Semi-supervised classification with augmented-Laplacian SVM: application to MammoWave breast cancer data

This paper presents a semi-supervised learning framework for breast cancer classification based on features originated from MammoWave, a microwave imaging system that illuminates the breast with electromagnetic fields and measures the resulting scattered signals. To address the possibility of using both labeled and unlabeled data during the machine learning process, we propose an Augmented Laplacian Support Vector Machine (Aug-Lap SVM) that integrates Label Spreading and feature augmentation based on Spectral Embedding and Kernel Principal Component Analysis with a SVM. This hybrid model leverages both labeled and unlabeled data through graph-based Manifold Learning, capturing the underlying data structure to improve classification performance.
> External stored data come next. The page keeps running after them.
//! Data structures shared by the client, discovery, and the scheduler.

use chrono::{DateTime, Utc};
use serde::{Deserialize, Serialize};
use serde_json::{Map, Value};

/// Public GitHub API root.
pub const DEFAULT_BASE_URL: &str = "https://api.github.com";

/// Default ceiling on concurrent HTTP requests.
pub const DEFAULT_CONCURRENCY: usize = 20;

/// Default ceiling on repositories concurrently inside the stats protocol.
pub const DEFAULT_STATS_CONCURRENCY: usize = 20;

/// Default delay between polls while stats are being computed.
pub const DEFAULT_STATS_DELAY_SECS: u64 = 5;

/// Page size requested from connection queries (GitHub's maximum).
pub const PAGE_SIZE: u32 = 100;

/// Cursor state returned with every page of a connection query.
#[derive(Debug, Clone, Default, PartialEq, Eq, Deserialize)]
#[serde(rename_all = "camelCase")]
pub struct PageInfo {
    pub has_next_page: bool,
    pub end_cursor: Option<String>,
}

/// One page of a cursor-paged query.
#[derive(Debug, Clone, PartialEq, Eq)]
pub struct Page<T> {
    pub items: Vec<T>,
    pub page_info: PageInfo,
}

/// A GraphQL connection (`edges { node }` + `pageInfo`).
#[derive(Debug, Deserialize)]
#[serde(rename_all = "camelCase")]
pub(crate) struct Connection<N> {
    pub edges: Vec<Edge<N>>,
    pub page_info: PageInfo,
}

#[derive(Debug, Deserialize)]
pub(crate) struct Edge<N> {
    pub node: N,
}

impl<N> Connection<N> {
    pub(crate) fn into_page<T>(self, f: impl FnMut(N) -> T) -> Page<T> {
        Page {
            items: self.edges.into_iter().map(|e| e.node).map(f).collect(),
            page_info: self.page_info,
        }
    }
}

/// An organization node from the `organizations` connection.
#[derive(Debug, Clone, PartialEq, Eq, Deserialize)]
pub struct Organization {
    pub login: String,
}

/// A repository node as returned by the `repositories` connection.
#[derive(Debug, Clone, PartialEq, Eq, Deserialize)]
#[serde(rename_all = "camelCase")]
pub(crate) struct RepositoryNode {
    pub id: String,
    pub name: String,
    pub name_with_owner: String,
}

/// A discovered repository, annotated with its owning login.
#[derive(Debug, Clone, PartialEq, Eq)]
pub struct Repository {
    /// Opaque node identifier from the query API.
    pub id: String,
    pub owner: String,
    pub name: String,
}

impl Repository {
    /// The `(owner, name)` pair used in reports.
    pub fn to_ref(&self) -> RepoRef {
        RepoRef {
            owner: self.owner.clone(),
            name: self.name.clone(),
        }
    }
}

/// Repository coordinates as they appear in the report.
#[derive(Debug, Clone, PartialEq, Eq, Hash, Serialize, Deserialize)]
pub struct RepoRef {
    pub owner: String,
    pub name: String,
}

impl std::fmt::Display for RepoRef {
    fn fmt(&self, f: &mut std::fmt::Formatter<'_>) -> std::fmt::Result {
        write!(f, "{}/{}", self.owner, self.name)
    }
}

/// Author of a contributor stats record.
#[derive(Debug, Clone, PartialEq, Serialize, Deserialize)]
pub struct Author {
    pub login: String,
    #[serde(flatten)]
    pub extra: Map<String, Value>,
}

/// One contributor's aggregate for a repository.
///
/// Only `author.login` is interpreted; everything else the stats endpoint
/// returns is carried through untouched.
#[derive(Debug, Clone, PartialEq, Serialize, Deserialize)]
pub struct ContributorStats {
    /// `null` for deleted accounts.
    pub author: Option<Author>,
    #[serde(flatten)]
    pub fields: Map<String, Value>,
}

impl ContributorStats {
    pub fn author_login(&self) -> Option<&str> {
        self.author.as_ref().map(|a| a.login.as_str())
    }

    /// Exact, case-sensitive login match.
    pub fn is_by(&self, login: &str) -> bool {
        self.author_login() == Some(login)
    }
}

/// A repository where the target user has contributor stats.
#[derive(Debug, Clone, PartialEq, Serialize, Deserialize)]
pub struct ReportEntry {
    pub repo: RepoRef,
    pub stats: ContributorStats,
}

/// Rate limit state observed from response headers.
#[derive(Debug, Clone, PartialEq, Eq)]
pub struct RateLimitInfo {
    pub limit: usize,
    pub remaining: usize,
    pub reset_at: DateTime<Utc>,
}

#[cfg(test)]
mod tests {
    use super::*;
    use serde_json::json;

    #[test]
    fn test_contributor_stats_round_trips_opaque_fields() {
        let raw = json!({
            "author": {"login": "alice", "id": 7},
            "total": 12,
            "weeks": [{"w": 1, "a": 2, "d": 0, "c": 1}]
        });
        let stats: ContributorStats = serde_json::from_value(raw.clone()).expect("decode");
        assert_eq!(stats.author_login(), Some("alice"));
        assert!(stats.is_by("alice"));
        assert!(!stats.is_by("Alice"));
        assert_eq!(serde_json::to_value(&stats).expect("encode"), raw);
    }

    #[test]
    fn test_null_author_never_matches() {
        let stats: ContributorStats =
            serde_json::from_value(json!({"author": null, "total": 1})).expect("decode");
        assert_eq!(stats.author_login(), None);
        assert!(!stats.is_by("alice"));
    }

    #[test]
    fn test_connection_flattens_edges_into_page() {
        let conn: Connection<Organization> = serde_json::from_value(json!({
            "edges": [{"node": {"login": "acme"}}, {"node": {"login": "globex"}}],
            "pageInfo": {"hasNextPage": true, "endCursor": "Y3Vyc29y"}
        }))
        .expect("decode");
        let page = conn.into_page(|org| org.login);
        assert_eq!(page.items, vec!["acme".to_string(), "globex".to_string()]);
        assert!(page.page_info.has_next_page);
        assert_eq!(page.page_info.end_cursor.as_deref(), Some("Y3Vyc29y"));
    }

    #[test]
    fn test_repo_ref_displays_as_slug() {
        let repo = Repository {
            id: "R_1".into(),
            owner: "acme".into(),
            name: "r1".into(),
        };
        assert_eq!(repo.to_ref().to_string(), "acme/r1");
    }
}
On the MammoWave dataset, the proposed Aug-Lap SVM achieves 72% accuracy and a weighted F1-score of 0.74, significantly outperforming the traditional SVM baseline (54% accuracy, weighted F1-score: 0.54). It also achieves 92% recall for benign cases (class 1) and reduces false negatives by 47%, demonstrating strong performance in class-imbalanced conditions. These results highlight the effectiveness of graph-based semi-supervised learning for microwave breast cancer imaging and support the clinical potential of MammoWave in scenarios characterized by label scarcity, high class imbalance, or desire to include in the learning process data that is temporarily unlabeled.